* **Exercise requirements**:
All lines in the data that hold the word "pixels" need copying.

* **Data in this exercise**:
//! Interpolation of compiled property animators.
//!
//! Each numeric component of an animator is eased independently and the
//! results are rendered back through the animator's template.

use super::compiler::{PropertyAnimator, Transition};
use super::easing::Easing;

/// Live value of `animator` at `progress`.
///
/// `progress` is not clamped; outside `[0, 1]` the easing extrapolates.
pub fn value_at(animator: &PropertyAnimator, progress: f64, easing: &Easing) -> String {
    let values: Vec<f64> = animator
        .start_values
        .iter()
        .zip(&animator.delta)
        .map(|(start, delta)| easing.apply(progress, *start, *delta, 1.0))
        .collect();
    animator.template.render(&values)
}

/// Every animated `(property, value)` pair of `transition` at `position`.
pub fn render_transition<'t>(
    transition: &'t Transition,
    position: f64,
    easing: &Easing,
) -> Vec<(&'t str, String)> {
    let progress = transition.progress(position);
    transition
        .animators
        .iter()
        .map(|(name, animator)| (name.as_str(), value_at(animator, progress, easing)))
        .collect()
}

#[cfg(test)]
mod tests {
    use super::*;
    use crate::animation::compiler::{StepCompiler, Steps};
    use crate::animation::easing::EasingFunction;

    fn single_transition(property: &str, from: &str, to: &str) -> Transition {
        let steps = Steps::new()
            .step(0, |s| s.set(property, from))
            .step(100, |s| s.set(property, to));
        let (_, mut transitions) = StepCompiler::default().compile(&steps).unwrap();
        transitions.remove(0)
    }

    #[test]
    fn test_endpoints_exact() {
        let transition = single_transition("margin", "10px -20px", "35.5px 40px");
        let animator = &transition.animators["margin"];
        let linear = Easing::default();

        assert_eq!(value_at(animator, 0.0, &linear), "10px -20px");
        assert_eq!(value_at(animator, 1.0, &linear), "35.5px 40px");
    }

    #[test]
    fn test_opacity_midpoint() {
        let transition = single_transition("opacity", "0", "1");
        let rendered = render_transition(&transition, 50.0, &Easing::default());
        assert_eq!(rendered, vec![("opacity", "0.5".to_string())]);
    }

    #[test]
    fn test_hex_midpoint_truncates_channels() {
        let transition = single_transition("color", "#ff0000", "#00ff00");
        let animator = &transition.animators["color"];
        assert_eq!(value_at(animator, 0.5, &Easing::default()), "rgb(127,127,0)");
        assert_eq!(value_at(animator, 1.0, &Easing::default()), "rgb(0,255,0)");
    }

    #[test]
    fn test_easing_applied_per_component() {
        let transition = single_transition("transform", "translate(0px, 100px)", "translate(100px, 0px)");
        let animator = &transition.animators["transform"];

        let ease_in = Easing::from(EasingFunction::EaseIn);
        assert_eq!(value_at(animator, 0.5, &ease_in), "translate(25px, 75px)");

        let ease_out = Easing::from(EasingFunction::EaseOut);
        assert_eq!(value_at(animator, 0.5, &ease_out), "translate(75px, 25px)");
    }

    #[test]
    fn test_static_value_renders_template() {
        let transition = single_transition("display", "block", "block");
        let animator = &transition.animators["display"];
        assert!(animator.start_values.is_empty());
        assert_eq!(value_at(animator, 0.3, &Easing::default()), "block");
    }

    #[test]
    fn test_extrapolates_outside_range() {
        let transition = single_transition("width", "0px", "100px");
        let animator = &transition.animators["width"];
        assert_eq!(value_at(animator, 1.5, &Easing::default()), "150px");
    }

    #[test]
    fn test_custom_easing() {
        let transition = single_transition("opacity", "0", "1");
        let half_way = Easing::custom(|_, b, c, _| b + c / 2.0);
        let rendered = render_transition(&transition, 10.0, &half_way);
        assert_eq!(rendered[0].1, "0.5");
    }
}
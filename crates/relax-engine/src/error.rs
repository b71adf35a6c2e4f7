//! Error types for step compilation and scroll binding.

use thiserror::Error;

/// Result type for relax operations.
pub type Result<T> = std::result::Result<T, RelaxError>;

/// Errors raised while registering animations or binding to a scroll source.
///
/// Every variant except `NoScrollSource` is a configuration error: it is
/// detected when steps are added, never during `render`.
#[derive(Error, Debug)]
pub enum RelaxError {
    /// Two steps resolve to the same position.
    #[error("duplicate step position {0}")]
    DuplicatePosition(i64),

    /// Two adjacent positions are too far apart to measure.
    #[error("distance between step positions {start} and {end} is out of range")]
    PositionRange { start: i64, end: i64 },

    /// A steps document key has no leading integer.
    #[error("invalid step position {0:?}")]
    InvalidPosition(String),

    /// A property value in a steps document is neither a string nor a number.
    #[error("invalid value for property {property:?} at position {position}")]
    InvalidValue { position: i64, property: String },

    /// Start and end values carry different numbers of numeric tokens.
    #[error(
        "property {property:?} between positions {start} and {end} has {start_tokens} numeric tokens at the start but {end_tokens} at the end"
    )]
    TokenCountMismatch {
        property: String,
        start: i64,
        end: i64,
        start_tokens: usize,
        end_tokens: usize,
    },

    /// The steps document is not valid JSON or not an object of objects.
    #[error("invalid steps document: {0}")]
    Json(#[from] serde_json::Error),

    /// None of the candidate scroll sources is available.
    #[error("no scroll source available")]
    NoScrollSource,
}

==

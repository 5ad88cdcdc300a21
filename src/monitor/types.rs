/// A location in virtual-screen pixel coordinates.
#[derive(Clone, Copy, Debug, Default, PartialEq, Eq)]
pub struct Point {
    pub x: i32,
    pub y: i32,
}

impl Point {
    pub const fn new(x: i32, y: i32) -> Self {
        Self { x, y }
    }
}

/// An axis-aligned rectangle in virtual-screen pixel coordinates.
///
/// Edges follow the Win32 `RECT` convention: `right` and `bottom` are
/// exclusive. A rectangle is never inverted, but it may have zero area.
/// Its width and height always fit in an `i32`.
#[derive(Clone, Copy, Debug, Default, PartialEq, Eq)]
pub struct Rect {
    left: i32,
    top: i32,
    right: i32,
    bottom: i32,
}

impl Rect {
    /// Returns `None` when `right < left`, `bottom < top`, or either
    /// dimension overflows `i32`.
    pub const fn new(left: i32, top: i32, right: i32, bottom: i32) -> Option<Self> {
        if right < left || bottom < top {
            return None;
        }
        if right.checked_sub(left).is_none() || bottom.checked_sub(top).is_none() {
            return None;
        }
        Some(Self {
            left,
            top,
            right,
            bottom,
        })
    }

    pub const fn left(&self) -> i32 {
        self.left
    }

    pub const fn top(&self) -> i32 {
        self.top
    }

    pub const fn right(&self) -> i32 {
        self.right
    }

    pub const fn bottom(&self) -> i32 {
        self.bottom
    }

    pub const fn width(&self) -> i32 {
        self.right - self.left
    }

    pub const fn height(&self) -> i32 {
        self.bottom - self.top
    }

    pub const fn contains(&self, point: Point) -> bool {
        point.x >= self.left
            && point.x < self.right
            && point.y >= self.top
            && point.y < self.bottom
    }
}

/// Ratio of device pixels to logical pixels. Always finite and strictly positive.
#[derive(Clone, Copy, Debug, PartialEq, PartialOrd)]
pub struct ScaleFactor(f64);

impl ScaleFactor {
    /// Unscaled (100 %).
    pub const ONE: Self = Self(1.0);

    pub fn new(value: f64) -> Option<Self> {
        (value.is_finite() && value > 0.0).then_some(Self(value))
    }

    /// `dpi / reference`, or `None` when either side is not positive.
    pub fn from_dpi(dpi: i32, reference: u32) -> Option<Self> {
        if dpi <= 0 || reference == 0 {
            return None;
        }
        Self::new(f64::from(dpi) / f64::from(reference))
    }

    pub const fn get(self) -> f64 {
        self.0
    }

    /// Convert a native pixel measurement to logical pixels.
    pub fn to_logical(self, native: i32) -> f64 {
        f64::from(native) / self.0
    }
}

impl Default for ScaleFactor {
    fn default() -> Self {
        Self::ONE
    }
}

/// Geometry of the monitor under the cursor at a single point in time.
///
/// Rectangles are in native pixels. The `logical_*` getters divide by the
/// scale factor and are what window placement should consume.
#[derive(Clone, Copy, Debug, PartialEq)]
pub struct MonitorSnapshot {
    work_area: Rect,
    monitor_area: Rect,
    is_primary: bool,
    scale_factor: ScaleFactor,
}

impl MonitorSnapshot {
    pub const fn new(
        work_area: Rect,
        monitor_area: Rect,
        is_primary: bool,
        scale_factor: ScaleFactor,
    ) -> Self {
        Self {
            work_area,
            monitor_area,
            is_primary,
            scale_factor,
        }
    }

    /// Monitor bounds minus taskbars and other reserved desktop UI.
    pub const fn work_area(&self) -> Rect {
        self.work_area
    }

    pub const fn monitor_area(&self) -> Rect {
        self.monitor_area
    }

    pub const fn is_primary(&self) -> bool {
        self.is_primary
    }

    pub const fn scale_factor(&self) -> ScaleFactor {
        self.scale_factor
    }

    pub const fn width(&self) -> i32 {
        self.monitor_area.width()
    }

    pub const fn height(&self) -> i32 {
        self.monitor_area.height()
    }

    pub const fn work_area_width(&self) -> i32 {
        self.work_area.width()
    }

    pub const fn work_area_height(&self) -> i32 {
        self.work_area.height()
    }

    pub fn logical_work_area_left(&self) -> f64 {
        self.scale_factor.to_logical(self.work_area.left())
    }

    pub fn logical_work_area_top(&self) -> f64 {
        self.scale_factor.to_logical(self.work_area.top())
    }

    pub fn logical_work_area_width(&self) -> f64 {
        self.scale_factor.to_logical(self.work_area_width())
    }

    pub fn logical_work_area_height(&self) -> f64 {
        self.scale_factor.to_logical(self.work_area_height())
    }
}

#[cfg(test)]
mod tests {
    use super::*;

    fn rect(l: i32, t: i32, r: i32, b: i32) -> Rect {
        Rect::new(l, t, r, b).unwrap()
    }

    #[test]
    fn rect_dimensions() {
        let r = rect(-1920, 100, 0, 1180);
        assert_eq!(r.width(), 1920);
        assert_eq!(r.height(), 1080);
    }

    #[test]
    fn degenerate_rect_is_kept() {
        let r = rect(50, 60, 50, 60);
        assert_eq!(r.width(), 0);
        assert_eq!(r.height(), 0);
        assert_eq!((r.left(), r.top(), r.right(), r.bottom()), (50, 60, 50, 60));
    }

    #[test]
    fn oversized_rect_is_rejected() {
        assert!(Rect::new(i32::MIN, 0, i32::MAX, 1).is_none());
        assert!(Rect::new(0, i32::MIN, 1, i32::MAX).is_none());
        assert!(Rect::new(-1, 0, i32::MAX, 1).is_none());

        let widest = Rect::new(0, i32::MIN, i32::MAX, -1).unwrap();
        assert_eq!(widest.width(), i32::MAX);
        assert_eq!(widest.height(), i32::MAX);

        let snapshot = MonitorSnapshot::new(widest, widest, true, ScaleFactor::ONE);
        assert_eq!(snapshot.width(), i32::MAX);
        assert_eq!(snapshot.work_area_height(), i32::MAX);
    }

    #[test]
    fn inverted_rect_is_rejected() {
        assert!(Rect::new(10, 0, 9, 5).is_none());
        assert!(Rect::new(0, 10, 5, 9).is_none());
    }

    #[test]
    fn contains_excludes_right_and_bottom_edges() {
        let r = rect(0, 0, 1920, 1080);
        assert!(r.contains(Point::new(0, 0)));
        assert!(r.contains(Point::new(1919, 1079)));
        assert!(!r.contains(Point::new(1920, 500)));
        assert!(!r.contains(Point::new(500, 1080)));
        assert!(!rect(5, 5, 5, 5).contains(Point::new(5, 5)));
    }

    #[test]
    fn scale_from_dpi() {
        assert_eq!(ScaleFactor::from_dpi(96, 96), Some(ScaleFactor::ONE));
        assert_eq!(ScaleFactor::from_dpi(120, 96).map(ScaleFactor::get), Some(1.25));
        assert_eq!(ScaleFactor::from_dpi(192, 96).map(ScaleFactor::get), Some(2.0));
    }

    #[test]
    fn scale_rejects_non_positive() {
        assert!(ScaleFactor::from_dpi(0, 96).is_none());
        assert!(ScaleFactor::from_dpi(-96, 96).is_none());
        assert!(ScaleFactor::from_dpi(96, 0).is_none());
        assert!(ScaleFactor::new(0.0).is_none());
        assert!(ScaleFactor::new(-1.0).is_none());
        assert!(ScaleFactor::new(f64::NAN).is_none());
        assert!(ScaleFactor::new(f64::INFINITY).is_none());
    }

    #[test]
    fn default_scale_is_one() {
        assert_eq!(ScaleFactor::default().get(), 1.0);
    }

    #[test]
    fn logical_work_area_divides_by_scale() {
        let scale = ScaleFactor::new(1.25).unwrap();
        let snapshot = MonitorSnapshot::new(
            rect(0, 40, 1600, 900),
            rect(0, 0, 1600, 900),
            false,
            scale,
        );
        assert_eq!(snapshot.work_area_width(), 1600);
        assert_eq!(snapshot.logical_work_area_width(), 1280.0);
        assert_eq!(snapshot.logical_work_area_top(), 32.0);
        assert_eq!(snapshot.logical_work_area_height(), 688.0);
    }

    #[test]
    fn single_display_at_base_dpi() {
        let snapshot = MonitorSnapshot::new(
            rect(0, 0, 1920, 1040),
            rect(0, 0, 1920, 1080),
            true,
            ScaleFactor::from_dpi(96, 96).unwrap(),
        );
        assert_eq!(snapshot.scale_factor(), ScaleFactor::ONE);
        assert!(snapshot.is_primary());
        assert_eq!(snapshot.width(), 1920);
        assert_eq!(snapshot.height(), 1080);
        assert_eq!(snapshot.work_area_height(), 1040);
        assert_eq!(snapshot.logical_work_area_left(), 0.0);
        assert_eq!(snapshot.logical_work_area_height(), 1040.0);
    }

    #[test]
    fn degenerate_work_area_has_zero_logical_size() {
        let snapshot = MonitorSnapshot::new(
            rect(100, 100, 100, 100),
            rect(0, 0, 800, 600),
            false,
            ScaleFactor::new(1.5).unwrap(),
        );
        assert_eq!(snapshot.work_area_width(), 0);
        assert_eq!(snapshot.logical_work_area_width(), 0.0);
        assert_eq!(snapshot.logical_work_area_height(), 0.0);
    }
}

* **Task solution**:
/// Ratio of device pixels to logical pixels. Always finite and strictly positive.
    /// Convert a native pixel measurement to logical pixels.
/// Rectangles are in native pixels. The `logical_*` getters divide by the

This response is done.